The reality: Online therapy is a recent incarnation of telepsychiatry, which has been practiced for several decades, says Kate Anthony, an online therapy specialist based in Scotland and co-founder of the Online Therapy Institute, which aims to help therapists incorporate technology into their practices. In the early days, therapists would treat patients via interactive television or satellite hookups; for example, psychiatrists at Massachusetts General Hospital in Boston began seeing patients at remote locations using two-way cable TV hookups in 1969, according to a report in the American Journal of Psychiatry. The Internet makes all of this much easier, and insurance companies in the U.S. are just beginning to embrace videoconference-style therapy sessions as valid, she says.
Counseling is a regulated profession, regardless of how the therapy is delivered, Anthony adds.
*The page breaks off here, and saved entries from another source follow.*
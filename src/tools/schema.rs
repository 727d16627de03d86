//! 工具参数 JSON Schema 生成（schemars）
//!
//! 每个工具的参数结构体派生 JsonSchema，schema 拼入 system prompt 的工具目录，减少 LLM 参数格式错误。

use schemars::{gen::SchemaSettings, JsonSchema};
use serde_json::Value;

/// 生成参数结构体的内联 JSON Schema（去掉 $schema / title 等噪音字段）
pub fn args_schema<T: JsonSchema>() -> Value {
    let settings = SchemaSettings::draft07().with(|s| {
        s.inline_subschemas = true;
        s.meta_schema = None;
    });
    let schema = settings.into_generator().into_root_schema_for::<T>();
    let mut value = serde_json::to_value(schema).unwrap_or_else(|_| Value::Object(Default::default()));
    if let Some(obj) = value.as_object_mut() {
        obj.remove("title");
    }
    value
}

#[cfg(test)]
mod tests {
    use super::*;

    #[allow(dead_code)]
    #[derive(JsonSchema)]
    struct QueryArgs {
        /// Search text
        query: String,
    }

    #[test]
    fn test_args_schema_lists_required_fields() {
        let schema = args_schema::<QueryArgs>();
        assert_eq!(schema["type"], "object");
        assert_eq!(schema["properties"]["query"]["type"], "string");
        assert_eq!(schema["properties"]["query"]["description"], "Search text");
        assert_eq!(schema["required"][0], "query");
        assert!(schema.get("title").is_none());
        assert!(schema.get("$schema").is_none());
    }
}
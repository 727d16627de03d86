//! 应用配置：从 config/default.toml 与环境变量加载
//!
//! 加载顺序：先读 `.env`（dotenvy），再读 TOML 文件，最后用环境变量 `MEDASSIST__*` 覆盖
//! （双下划线表示嵌套，如 `MEDASSIST__AGENT__MAX_ITERATIONS=8`）。
//! API Key 只从环境变量读取，见 [`Secrets`]。

use std::path::PathBuf;

use serde::Deserialize;

/// Gemini 的 OpenAI 兼容端点
pub const GEMINI_OPENAI_BASE_URL: &str = "https://generativelanguage.googleapis.com/v1beta/openai/";

/// 应用配置根（对应 config/default.toml 的顶层）
#[derive(Debug, Clone, Deserialize, Default)]
#[serde(default)]
pub struct AppConfig {
    pub app: AppSection,
    pub llm: LlmSection,
    pub agent: AgentSection,
    pub knowledge: KnowledgeSection,
    pub search: SearchSection,
    pub guard: GuardSection,
    pub image: ImageSection,
}

/// [app] 段
#[derive(Debug, Clone, Deserialize, Default)]
pub struct AppSection {
    pub name: Option<String>,
    /// TUI 日志目录，默认 logs
    pub log_dir: Option<PathBuf>,
}

/// [llm] 段：托管模型（文本与视觉共用）
#[derive(Debug, Clone, Deserialize)]
#[serde(default)]
pub struct LlmSection {
    pub model: String,
    /// 未设置时使用 Gemini 的 OpenAI 兼容端点
    pub base_url: Option<String>,
    pub temperature: f32,
    pub max_output_tokens: u32,
    pub request_timeout_secs: u64,
}

impl Default for LlmSection {
    fn default() -> Self {
        Self {
            model: "gemini-2.5-flash-lite".to_string(),
            base_url: None,
            temperature: 0.0,
            max_output_tokens: 4096,
            request_timeout_secs: 60,
        }
    }
}

impl LlmSection {
    pub fn base_url(&self) -> &str {
        self.base_url.as_deref().unwrap_or(GEMINI_OPENAI_BASE_URL)
    }
}

/// [agent] 段：ReAct 步数上限、记忆轮数、Guard 开关
#[derive(Debug, Clone, Deserialize)]
#[serde(default)]
pub struct AgentSection {
    pub max_iterations: usize,
    /// 对话历史保留轮数（每轮 user + assistant 两条）
    pub max_memory_turns: usize,
    /// 注入 prompt 的最近轮数
    pub context_turns: usize,
    pub enable_guard: bool,
    /// 单次工具调用超时（秒）
    pub tool_timeout_secs: u64,
}

impl Default for AgentSection {
    fn default() -> Self {
        Self {
            max_iterations: 15,
            max_memory_turns: 10,
            context_turns: 3,
            enable_guard: true,
            tool_timeout_secs: 60,
        }
    }
}

/// [knowledge] 段：向量库索引与嵌入模型
#[derive(Debug, Clone, Deserialize)]
#[serde(default)]
pub struct KnowledgeSection {
    pub index_name: String,
    /// 直接指定索引 host 时跳过 describe-index 调用
    pub index_host: Option<String>,
    pub control_plane_url: String,
    pub top_k: usize,
    pub timeout_secs: u64,
    pub embedding: EmbeddingSection,
}

impl Default for KnowledgeSection {
    fn default() -> Self {
        Self {
            index_name: "medical-pdf-index".to_string(),
            index_host: None,
            control_plane_url: "https://api.pinecone.io".to_string(),
            top_k: 10,
            timeout_secs: 30,
            embedding: EmbeddingSection::default(),
        }
    }
}

/// [knowledge.embedding] 段
#[derive(Debug, Clone, Deserialize)]
#[serde(default)]
pub struct EmbeddingSection {
    /// openai（OpenAI 兼容 /embeddings 端点）或 local（fastembed，需 local-embeddings feature）
    pub provider: String,
    pub model: String,
    pub base_url: Option<String>,
}

impl Default for EmbeddingSection {
    fn default() -> Self {
        Self {
            provider: "openai".to_string(),
            model: "sentence-transformers/all-MiniLM-L6-v2".to_string(),
            base_url: None,
        }
    }
}

/// [search] 段：SerpAPI
#[derive(Debug, Clone, Deserialize)]
#[serde(default)]
pub struct SearchSection {
    pub endpoint: String,
    pub num_results: usize,
    pub timeout_secs: u64,
}

impl Default for SearchSection {
    fn default() -> Self {
        Self {
            endpoint: "https://serpapi.com/search.json".to_string(),
            num_results: 5,
            timeout_secs: 15,
        }
    }
}

/// [guard] 段：关键词与动词短语（小写子串匹配）
#[derive(Debug, Clone, Deserialize)]
#[serde(default)]
pub struct GuardSection {
    pub medical_keywords: Vec<String>,
    pub medical_verbs: Vec<String>,
}

impl Default for GuardSection {
    fn default() -> Self {
        Self {
            medical_keywords: default_medical_keywords(),
            medical_verbs: default_medical_verbs(),
        }
    }
}

fn default_medical_keywords() -> Vec<String> {
    [
        "symptom", "disease", "treatment", "diagnosis", "medical", "health",
        "patient", "doctor", "hospital", "clinic", "medication", "drug",
        "pain", "fever", "infection", "cancer", "diabetes", "surgery",
        "prescription", "therapy", "clinical", "pharmaceutical", "radiology",
        "x-ray", "mri", "ct scan", "blood", "test", "laboratory", "anatomy",
        "pathology", "cardiology", "neurology", "oncology",
    ]
    .into_iter()
    .map(String::from)
    .collect()
}

fn default_medical_verbs() -> Vec<String> {
    [
        "analyze", "diagnosis", "examine", "assess", "evaluate",
        "check", "look at", "review", "interpret",
    ]
    .into_iter()
    .map(String::from)
    .collect()
}

/// [image] 段：URL 下载与视觉输入尺寸
#[derive(Debug, Clone, Deserialize)]
#[serde(default)]
pub struct ImageSection {
    pub fetch_timeout_secs: u64,
    pub user_agent: String,
    /// 发送给视觉模型前的最大边长
    pub max_dimension: u32,
}

impl Default for ImageSection {
    fn default() -> Self {
        Self {
            fetch_timeout_secs: 15,
            user_agent: "MedicalAI/2.0".to_string(),
            max_dimension: 1600,
        }
    }
}

/// 外部服务的 API Key（只来自环境变量 / .env）
#[derive(Debug, Clone, Default)]
pub struct Secrets {
    pub google_api_key: Option<String>,
    pub pinecone_api_key: Option<String>,
    pub serpapi_key: Option<String>,
}

impl Secrets {
    pub fn from_env() -> Self {
        Self {
            google_api_key: non_empty_env("GOOGLE_API_KEY"),
            pinecone_api_key: non_empty_env("PINECONE_API_KEY"),
            serpapi_key: non_empty_env("SERPAPI_KEY"),
        }
    }

    /// 缺失的 Key 名称，用于启动时告警
    pub fn missing(&self) -> Vec<&'static str> {
        let mut out = Vec::new();
        if self.google_api_key.is_none() {
            out.push("GOOGLE_API_KEY");
        }
        if self.pinecone_api_key.is_none() {
            out.push("PINECONE_API_KEY");
        }
        if self.serpapi_key.is_none() {
            out.push("SERPAPI_KEY");
        }
        out
    }
}

fn non_empty_env(key: &str) -> Option<String> {
    std::env::var(key).ok().filter(|v| !v.trim().is_empty())
}

/// 从 config 目录加载配置，环境变量 MEDASSIST__* 可覆盖
///
/// 1. 读取 `.env`（不存在时忽略）
/// 2. 按顺序查找 config/default.toml、../config/default.toml、default.toml，找到则作为第一源
/// 3. 若传入 config_path 且文件存在，则追加该文件（可覆盖前面的键）
/// 4. 最后叠加环境变量 MEDASSIST__*（双下划线表示嵌套键）
pub fn load_config(config_path: Option<PathBuf>) -> Result<AppConfig, config::ConfigError> {
    let _ = dotenvy::dotenv();

    let mut builder = config::Config::builder();

    let default_names = ["config/default", "../config/default", "default"];
    for name in default_names {
        let path = format!("{}.toml", name);
        if std::path::Path::new(&path).exists() {
            builder = builder.add_source(config::File::with_name(name).required(false));
            break;
        }
    }

    if let Some(ref path) = config_path {
        if path.exists() {
            builder = builder.add_source(config::File::from(path.clone()).required(false));
        }
    }

    builder = builder.add_source(
        config::Environment::with_prefix("MEDASSIST")
            .separator("__")
            .try_parsing(true),
    );

    let c = builder.build()?;
    c.try_deserialize()
}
In general, therapists are licensed to practice only in their own state, so treating patients in another state can be tricky, according to Robi Ludwig, a psychotherapist in private practice in New York City. “The way therapists can get away with that is by offering coaching,” she says. “Coaching does not require that a therapist be licensed in a particular state. In fact, coaches don’t have to be licensed at all.”
Therapists must respect their patients’ privacy whether they conduct their sessions in an office or online, says Arthur Caplan, director of the Center for Bioethics at the University of Pennsylvania. The content of therapy sessions should be off limits for both tell-all books and plea-bargain deals with law enforcement agencies.
If a therapist cannot guarantee that she has a secure connection with a patient, that is a real problem, he says.
Outright lying about a diagnosis is a form of fraud, Caplan says. However, a good patient advocate can shade the truth a bit in certain circumstances, such as to help a patient maintain access to mental health care. “Fraud is wrong,” Caplan says, “but shading an interpretation of a disease in the patient’s favor — other things being equal — is an ethical choice.” Accepting lavish gifts from a patient in return for special favors is clearly unethical since it violates core principles of standard medical and psychotherapeutic practice, he says.
According to Ludwig, the therapist/patient relationship isn’t necessarily doomed by a previous relationship, “although the more intimate the relationship, the less likely it’s going to work in real life.” In order for counseling to be effective, “the patient needs to be able to say everything and will be less likely to do so if there is a loaded personal history attached,” she says. Anthony agrees that treating an ex-boyfriend is certainly discouraged and adds that in the real world (as opposed to on the show), the availability of Web-based therapy actually gives a patient more options for finding a therapist who can be 100% objective.
Siegel is an associate professor of medicine at New York University Langone Medical Center. His new book is “The Inner Pulse: Unlocking the Secret Code of Sickness and Health.”